-------- Information provided

//! Export of stored harmonized records as CSV.

use std::{collections::BTreeSet, io::Write};

use anyhow::{Context, Result};
use log::info;

use crate::{
    cli::ExportArgs,
    io_utils::{self, DEFAULT_CSV_DELIMITER, DEFAULT_TSV_DELIMITER},
    schema::Schema,
    store::{HarmonizedRecord, MemoryStore},
};

const ID_COLUMN: &str = "id";

pub fn execute(args: &ExportArgs) -> Result<()> {
    let store = MemoryStore::load(&args.store)?;
    let schema = match &args.schema {
        Some(path) => Some(
            Schema::load(path).with_context(|| format!("Loading schema from {path:?}"))?,
        ),
        None => None,
    };
    let columns = export_columns(store.records(), schema.as_ref());
    let delimiter = args.delimiter.unwrap_or_else(|| {
        match args
            .output
            .as_deref()
            .and_then(|path| path.extension())
            .and_then(|ext| ext.to_str())
        {
            Some(ext) if ext.eq_ignore_ascii_case("tsv") => DEFAULT_TSV_DELIMITER,
            _ => DEFAULT_CSV_DELIMITER,
        }
    });

    let mut writer = io_utils::open_csv_writer(args.output.as_deref(), delimiter)?;
    write_records(&mut writer, store.records(), &columns)?;
    writer.flush().context("Flushing export output")?;
    info!(
        "Exported {} record(s) with {} column(s)",
        store.len(),
        columns.len()
    );
    Ok(())
}

/// Schema field order when a schema is given, otherwise the sorted union of
/// every stored field name.
fn export_columns(records: &[HarmonizedRecord], schema: Option<&Schema>) -> Vec<String> {
    match schema {
        Some(schema) => schema
            .field_names()
            .into_iter()
            .map(str::to_string)
            .collect(),
        None => records
            .iter()
            .flat_map(|record| record.values.keys().cloned())
            .collect::<BTreeSet<_>>()
            .into_iter()
            .collect(),
    }
}

fn write_records<W: Write>(
    writer: &mut csv::Writer<W>,
    records: &[HarmonizedRecord],
    columns: &[String],
) -> Result<()> {
    let mut header = vec![ID_COLUMN.to_string()];
    header.extend(columns.iter().cloned());
    writer.write_record(&header)?;
    for record in records {
        let mut row = vec![record.id.to_string()];
        row.extend(columns.iter().map(|column| {
            record
                .get(column)
                .map(|value| value.as_display())
                .unwrap_or_default()
        }));
        writer.write_record(&row)?;
    }
    Ok(())
}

----------------

▶ What is being asked
All of the entries above are to be written out again exactly.

▶ Your solution
//! Export of stored harmonized records as CSV.

use std::{collections::BTreeSet, io::Write};

use anyhow::{Context, Result};
use log::info;

use crate::{
    cli::ExportArgs,
    io_utils::{self, DEFAULT_CSV_DELIMITER, DEFAULT_TSV_DELIMITER},
    schema::Schema,
    store::{HarmonizedRecord, MemoryStore},
};

const ID_COLUMN: &str = "id";

pub fn execute(args: &ExportArgs) -> Result<()> {
    let store = MemoryStore::load(&args.store)?;
    let schema = match &args.schema {
        Some(path) => Some(
            Schema::load(path).with_context(|| format!("Loading schema from {path:?}"))?,
        ),
        None => None,
    };
    let columns = export_columns(store.records(), schema.as_ref());
    let delimiter = args.delimiter.unwrap_or_else(|| {
        match args
            .output
            .as_deref()
            .and_then(|path| path.extension())
            .and_then(|ext| ext.to_str())
        {
            Some(ext) if ext.eq_ignore_ascii_case("tsv") => DEFAULT_TSV_DELIMITER,
            _ => DEFAULT_CSV_DELIMITER,
        }
    });

    let mut writer = io_utils::open_csv_writer(args.output.as_deref(), delimiter)?;
    write_records(&mut writer, store.records(), &columns)?;
    writer.flush().context("Flushing export output")?;
    info!(
        "Exported {} record(s) with {} column(s)",
        store.len(),
        columns.len()
    );
    Ok(())
}

/// Schema field order when a schema is given, otherwise the sorted union of
/// every stored field name.
fn export_columns(records: &[HarmonizedRecord], schema: Option<&Schema>) -> Vec<String> {
    match schema {
        Some(schema) => schema
            .field_names()
            .into_iter()
            .map(str::to_string)
            .collect(),
        None => records
            .iter()
            .flat_map(|record| record.values.keys().cloned())
            .collect::<BTreeSet<_>>()
            .into_iter()
            .collect(),
    }
}

fn write_records<W: Write>(
    writer: &mut csv::Writer<W>,
    records: &[HarmonizedRecord],
    columns: &[String],
) -> Result<()> {
    let mut header = vec![ID_COLUMN.to_string()];
    header.extend(columns.iter().cloned());
    writer.write_record(&header)?;
    for record in records {
        let mut row = vec![record.id.to_string()];
        row.extend(columns.iter().map(|column| {
            record
                .get(column)
                .map(|value| value.as_display())
                .unwrap_or_default()
        }));
        writer.write_record(&row)?;
    }
    Ok(())
}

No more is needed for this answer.